For most people, the Thunderbolt connector on the MBA will be used to connect it to the Apple Thunderbolt display and allow you to use the slower USB 2.0 ports on the back of the display.
To hook to an awesome dock (read caldigit station) so that you can easily connect to ethernet, usb kb&m and display with just one cable to your MBA- and then easily disconnect it and take your MBA with you.
Still not as smooth as thinkpads with the dock connection at the bottom, but pretty close.
Do you really think so? They're very nice, but also very expensive. I'd be willing to bet that most people use the port with non-thunderbolt displays such as HDMI, DVI or even VGA.

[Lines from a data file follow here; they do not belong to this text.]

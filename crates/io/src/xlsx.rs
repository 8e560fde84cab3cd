// Excel period import (calamine) and report export (rust_xlsxwriter)

use std::path::Path;

use calamine::{open_workbook, open_workbook_auto, Data, Range, Reader, Xlsx};
use navrecon::{ReconError, ReconReport};
use rust_xlsxwriter::{Format, Workbook as XlsxWorkbook};

use crate::report::report_tables;
use crate::table::{Cell, Grid};

/// Import one sheet of a workbook (xlsx, xlsm, xls, xlsb, ods) into a grid.
///
/// `sheet` is used when present in the workbook, otherwise the first sheet is
/// read. For xlsx/xlsm, merged regions are flattened so every covered cell
/// carries the region's value.
pub fn import(path: &Path, sheet: &str) -> Result<Grid, ReconError> {
    let ext = path
        .extension()
        .and_then(|e| e.to_str())
        .map(|e| e.to_ascii_lowercase())
        .unwrap_or_default();

    if ext == "xlsx" || ext == "xlsm" {
        import_xlsx(path, sheet)
    } else {
        import_other(path, sheet)
    }
}

fn import_xlsx(path: &Path, sheet: &str) -> Result<Grid, ReconError> {
    let mut workbook: Xlsx<_> = open_workbook(path)
        .map_err(|e| ReconError::Io(format!("Failed to open Excel file: {e}")))?;
    let sheet_name = pick_sheet(&workbook.sheet_names(), sheet)?;

    let range = workbook
        .worksheet_range(&sheet_name)
        .map_err(|e| ReconError::Io(format!("Failed to read sheet '{sheet_name}': {e}")))?;
    let mut grid = grid_from_range(&range);

    let merges = match workbook.worksheet_merge_cells(&sheet_name) {
        Some(Ok(dims)) => dims,
        Some(Err(e)) => {
            return Err(ReconError::Io(format!(
                "Failed to read merged cells of '{sheet_name}': {e}"
            )))
        }
        None => Vec::new(),
    };
    let regions: Vec<_> = merges
        .iter()
        .map(|d| {
            (
                (d.start.0 as usize, d.start.1 as usize),
                (d.end.0 as usize, d.end.1 as usize),
            )
        })
        .collect();
    if !regions.is_empty() {
        log::debug!("'{sheet_name}': flattening {} merged regions", regions.len());
    }
    grid.flatten_merges(&regions);

    Ok(grid)
}

fn import_other(path: &Path, sheet: &str) -> Result<Grid, ReconError> {
    let mut workbook = open_workbook_auto(path)
        .map_err(|e| ReconError::Io(format!("Failed to open Excel file: {e}")))?;
    let sheet_name = pick_sheet(&workbook.sheet_names(), sheet)?;
    let range = workbook
        .worksheet_range(&sheet_name)
        .map_err(|e| ReconError::Io(format!("Failed to read sheet '{sheet_name}': {e}")))?;
    Ok(grid_from_range(&range))
}

fn pick_sheet(names: &[String], wanted: &str) -> Result<String, ReconError> {
    if let Some(name) = names.iter().find(|n| n.as_str() == wanted) {
        return Ok(name.clone());
    }
    match names.first() {
        Some(first) => {
            log::warn!("sheet '{wanted}' not found, reading '{first}'");
            Ok(first.clone())
        }
        None => Err(ReconError::Io("Excel file contains no sheets".into())),
    }
}

/// Place range cells at their absolute sheet positions so merged-region
/// coordinates line up.
fn grid_from_range(range: &Range<Data>) -> Grid {
    let mut grid = Grid::default();
    let Some((start_row, start_col)) = range.start() else {
        return grid;
    };

    for (row_idx, row) in range.rows().enumerate() {
        for (col_idx, cell) in row.iter().enumerate() {
            let cell = cell_from_data(cell);
            if cell != Cell::Empty {
                grid.set(start_row as usize + row_idx, start_col as usize + col_idx, cell);
            }
        }
    }
    grid
}

fn cell_from_data(data: &Data) -> Cell {
    match data {
        Data::Empty => Cell::Empty,
        Data::String(s) => {
            if s.is_empty() {
                Cell::Empty
            } else {
                Cell::Text(s.clone())
            }
        }
        Data::Float(n) => Cell::Number(*n),
        Data::Int(n) => Cell::Number(*n as f64),
        Data::Bool(b) => Cell::Text(if *b { "TRUE" } else { "FALSE" }.into()),
        // Error cells (#N/A, #DIV/0!) carry no value.
        Data::Error(_) => Cell::Empty,
        Data::DateTime(dt) => Cell::Number(dt.as_f64()),
        Data::DateTimeIso(s) | Data::DurationIso(s) => Cell::Text(s.clone()),
    }
}

/// Write a comparison run as a four-sheet workbook.
pub fn export_report(report: &ReconReport, path: &Path) -> Result<(), ReconError> {
    let mut workbook = XlsxWorkbook::new();
    let header_format = Format::new().set_bold();
    let percent_format = Format::new().set_num_format("0.00");

    for table in report_tables(report) {
        let worksheet = workbook
            .add_worksheet()
            .set_name(table.sheet)
            .map_err(|e| ReconError::Io(format!("Failed to create sheet '{}': {e}", table.sheet)))?;

        for (col, header) in table.headers.iter().enumerate() {
            worksheet
                .write_string_with_format(0, col as u16, *header, &header_format)
                .map_err(|e| ReconError::Io(format!("Failed to write header: {e}")))?;
        }

        for (row_idx, row) in table.rows.iter().enumerate() {
            // rust_xlsxwriter uses 0-based row/col as u32/u16
            let r = row_idx as u32 + 1;
            for (col_idx, cell) in row.iter().enumerate() {
                let c = col_idx as u16;
                let written = match cell {
                    Cell::Empty => continue,
                    Cell::Text(s) => worksheet.write_string(r, c, s.as_str()),
                    Cell::Number(n) if table.headers.get(col_idx) == Some(&"Change %") => {
                        worksheet.write_number_with_format(r, c, *n, &percent_format)
                    }
                    Cell::Number(n) => worksheet.write_number(r, c, *n),
                };
                written.map_err(|e| ReconError::Io(format!("Failed to write cell: {e}")))?;
            }
        }
    }

    workbook
        .save(path)
        .map_err(|e| ReconError::Io(format!("Failed to save XLSX file: {e}")))?;
    Ok(())
}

Also, you can buy adapters to connect to non-Thunderbolt displays.
how is an ssd externally faster via thunderbolt?
the bottleneck is with the ssd not with the cable.

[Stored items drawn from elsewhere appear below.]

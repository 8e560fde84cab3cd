use crate::config::RuleSet;
use crate::model::Record;

/// Outcome of picking one variant from a base-scheme group.
#[derive(Debug, Clone, PartialEq)]
pub struct Selection {
    pub winner: Record,
    /// Every other record in the group, in group order.
    pub losers: Vec<Record>,
    /// Index of the ladder rung that decided, `None` for a singleton group or
    /// when no rung matched and the first record won by default.
    pub rung: Option<usize>,
}

/// Pick the surviving variant of a group via the priority ladder.
///
/// The first rung with any matching record decides; within it the earliest
/// record in group order wins. With no matching rung the first record wins.
/// Returns `None` only for an empty group.
pub fn select_variant(mut group: Vec<Record>, rules: &RuleSet) -> Option<Selection> {
    if group.is_empty() {
        return None;
    }
    if group.len() == 1 {
        let winner = group.remove(0);
        return Some(Selection { winner, losers: Vec::new(), rung: None });
    }

    let upper: Vec<String> = group.iter().map(|r| r.name.to_uppercase()).collect();

    let decided = rules.priority_ladder().iter().enumerate().find_map(|(rung_idx, rung)| {
        upper
            .iter()
            .position(|name| rung.iter().all(|k| name.contains(k.as_str())))
            .map(|pos| (rung_idx, pos))
    });

    let (rung, winner_idx) = match decided {
        Some((rung_idx, pos)) => (Some(rung_idx), pos),
        None => (None, 0),
    };

    let winner = group.remove(winner_idx);
    Some(Selection { winner, losers: group, rung })
}

#[cfg(test)]
mod tests {
    use super::*;

    fn rules(ladder: &[&[&str]]) -> RuleSet {
        let ladder = ladder
            .iter()
            .map(|rung| rung.iter().map(|k| k.to_string()).collect())
            .collect();
        RuleSet::new(vec![], vec![], ladder).unwrap()
    }

    fn rec(name: &str) -> Record {
        Record::new(name, 10.0)
    }

    fn names(records: &[Record]) -> Vec<&str> {
        records.iter().map(|r| r.name.as_str()).collect()
    }

    #[test]
    fn empty_group() {
        assert!(select_variant(vec![], &rules(&[&["DIRECT"]])).is_none());
    }

    #[test]
    fn singleton_skips_ladder() {
        let sel = select_variant(vec![rec("ABC Regular")], &rules(&[&["DIRECT"]])).unwrap();
        assert_eq!(sel.winner.name, "ABC Regular");
        assert!(sel.losers.is_empty());
        assert_eq!(sel.rung, None);
    }

    #[test]
    fn direct_beats_regular() {
        let group = vec![
            rec("ABC FUND - REGULAR PLAN - GROWTH"),
            rec("ABC FUND - DIRECT PLAN - GROWTH"),
        ];
        let sel = select_variant(group, &rules(&[&["DIRECT"]])).unwrap();
        assert_eq!(sel.winner.name, "ABC FUND - DIRECT PLAN - GROWTH");
        assert_eq!(names(&sel.losers), vec!["ABC FUND - REGULAR PLAN - GROWTH"]);
        assert_eq!(sel.rung, Some(0));
    }

    #[test]
    fn rung_is_a_conjunction() {
        let group = vec![
            rec("X Direct IDCW"),
            rec("X Regular Growth"),
            rec("X Direct Growth"),
        ];
        let sel = select_variant(group, &rules(&[&["DIRECT", "GROWTH"], &["DIRECT"]])).unwrap();
        assert_eq!(sel.winner.name, "X Direct Growth");
        assert_eq!(sel.rung, Some(0));
        assert_eq!(names(&sel.losers), vec!["X Direct IDCW", "X Regular Growth"]);
    }

    #[test]
    fn falls_through_to_later_rung() {
        let group = vec![rec("X Regular IDCW"), rec("X Regular Growth")];
        let sel = select_variant(group, &rules(&[&["DIRECT"], &["GROWTH"]])).unwrap();
        assert_eq!(sel.winner.name, "X Regular Growth");
        assert_eq!(sel.rung, Some(1));
    }

    #[test]
    fn first_in_group_order_within_rung() {
        let group = vec![rec("X Direct B"), rec("X Direct A")];
        let sel = select_variant(group, &rules(&[&["DIRECT"]])).unwrap();
        assert_eq!(sel.winner.name, "X Direct B");
    }

    #[test]
    fn no_rung_matches_picks_first() {
        let group = vec![rec("X Bonus"), rec("X Weekly"), rec("X Daily")];
        let sel = select_variant(group, &rules(&[&["DIRECT"]])).unwrap();
        assert_eq!(sel.winner.name, "X Bonus");
        assert_eq!(names(&sel.losers), vec!["X Weekly", "X Daily"]);
        assert_eq!(sel.rung, None);
    }

    #[test]
    fn empty_ladder_picks_first() {
        let sel = select_variant(vec![rec("B"), rec("A")], &rules(&[])).unwrap();
        assert_eq!(sel.winner.name, "B");
    }

    #[test]
    fn deterministic() {
        let group = vec![rec("X Regular"), rec("X Direct"), rec("X Direct Growth")];
        let r = rules(&[&["DIRECT"]]);
        let a = select_variant(group.clone(), &r).unwrap();
        let b = select_variant(group, &r).unwrap();
        assert_eq!(a, b);
    }

    #[test]
    fn ladder_match_is_case_insensitive() {
        let group = vec![rec("x regular"), rec("x direct")];
        let sel = select_variant(group, &rules(&[&["Direct"]])).unwrap();
        assert_eq!(sel.winner.name, "x direct");
    }
}
use std::fmt;

#[derive(Debug)]
pub enum ReconError {
    /// TOML / JSON parse or deserialization error in the rule file.
    ConfigParse(String),
    /// Rule validation error (blank keyword, empty ladder rung, etc.).
    ConfigValidation(String),
    /// A period's table has no usable header row or lacks a mandatory column.
    MissingColumn { period: String, column: String },
    /// IO error (file read, unsupported format, etc.).
    Io(String),
}

impl fmt::Display for ReconError {
    fn fmt(&self, f: &mut fmt::Formatter<'_>) -> fmt::Result {
        match self {
            Self::ConfigParse(msg) => write!(f, "rules parse error: {msg}"),
            Self::ConfigValidation(msg) => write!(f, "rules validation error: {msg}"),
            Self::MissingColumn { period, column } => {
                write!(f, "period '{period}': missing column '{column}'")
            }
            Self::Io(msg) => write!(f, "IO error: {msg}"),
        }
    }
}

impl std::error::Error for ReconError {}

impl From<std::io::Error> for ReconError {
    fn from(e: std::io::Error) -> Self {
        Self::Io(e.to_string())
    }
}
use std::process::Command;

fn main() {
    // Short commit hash for `navrecon --version`
    println!("cargo:rerun-if-changed=../../.git/HEAD");
    println!("cargo:rerun-if-changed=../../.git/refs/heads");

    let git_hash = Command::new("git")
        .args(["rev-parse", "--short=7", "HEAD"])
        .output()
        .ok()
        .filter(|output| output.status.success())
        .and_then(|output| String::from_utf8(output.stdout).ok())
        .map(|s| s.trim().to_string())
        .unwrap_or_else(|| "unknown".to_string());
    println!("cargo:rustc-env=GIT_COMMIT_HASH={git_hash}");

    let target = std::env::var("TARGET").unwrap_or_else(|_| "unknown".to_string());
    println!("cargo:rustc-env=TARGET={target}");
}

usb3 gets u several gb/s, but the ssd only gets maybe 500mb/s.
What difference would the thunderbolt make?
The OP asked what thunderbolt could be used for, and I provided an example of what I use it for. "Very fast external storage" meaning substantially faster than, say, a 7200 rpm disk.
I was thinking about this too.
But then i realized that thunderbolt does not make your storage faster.
thunderbolt = cable
7200 rpm = disc
ssd = disc
the cable is fast but the disc is slow. might as well use a cheaper usb cable.
the only real world use for thunderbolt is 4k displays.
TB is faster than USB 3 in real life, even when just using a single 7200 external HDD. The difference is not large in this use case, but there is a difference. It really shows up when copying large numbers of small files as USB 3 does not support command queuing.
High resolution 1440p displays that can't be driven using HDMI or regular DVI (requires Dual-DVI).
Two external displays.
Firewire, Gigabit ethernet, external RAID, external PCI-E cards, etc.
USB requires CPU cycles when in use. Firewire / Thunderbolt have dedicated chips to ensure that it doesn't use CPU, that's why they seem more expensive than USB.
You're mixing up bits and bytes. USB 3 is theoretically capable of 5 Gb/s. 5 Gb/s is less than 500 MB/s (when discussing USB 3's theoretical speed of 5 Gb/s)
b and B is not the same thing.
Well, in the 'real world' many of us have machines and external drives having FireWire 800 ports. The MacBook Air does NOT have any FireWire ports but does have a Thunderbolt port.
Thus, using my handy-dandy Thunderbolt to FireWire cable I can easily do stuff like using SuperDuper on the MBA to clone my files to my FireWire External hard drive.
Actually, no it isn't.
You're right in a theoretical sense, but I was keeping it simple and within the context of USB 3 and its advertised speed of 5 Gb/s. You'll not achieve 5 Gb/s via USB 3 even if the device is capable of it. You'll not achieve 500 MB/s, even if the device is capable of it. I have edited my post to clarify what I meant.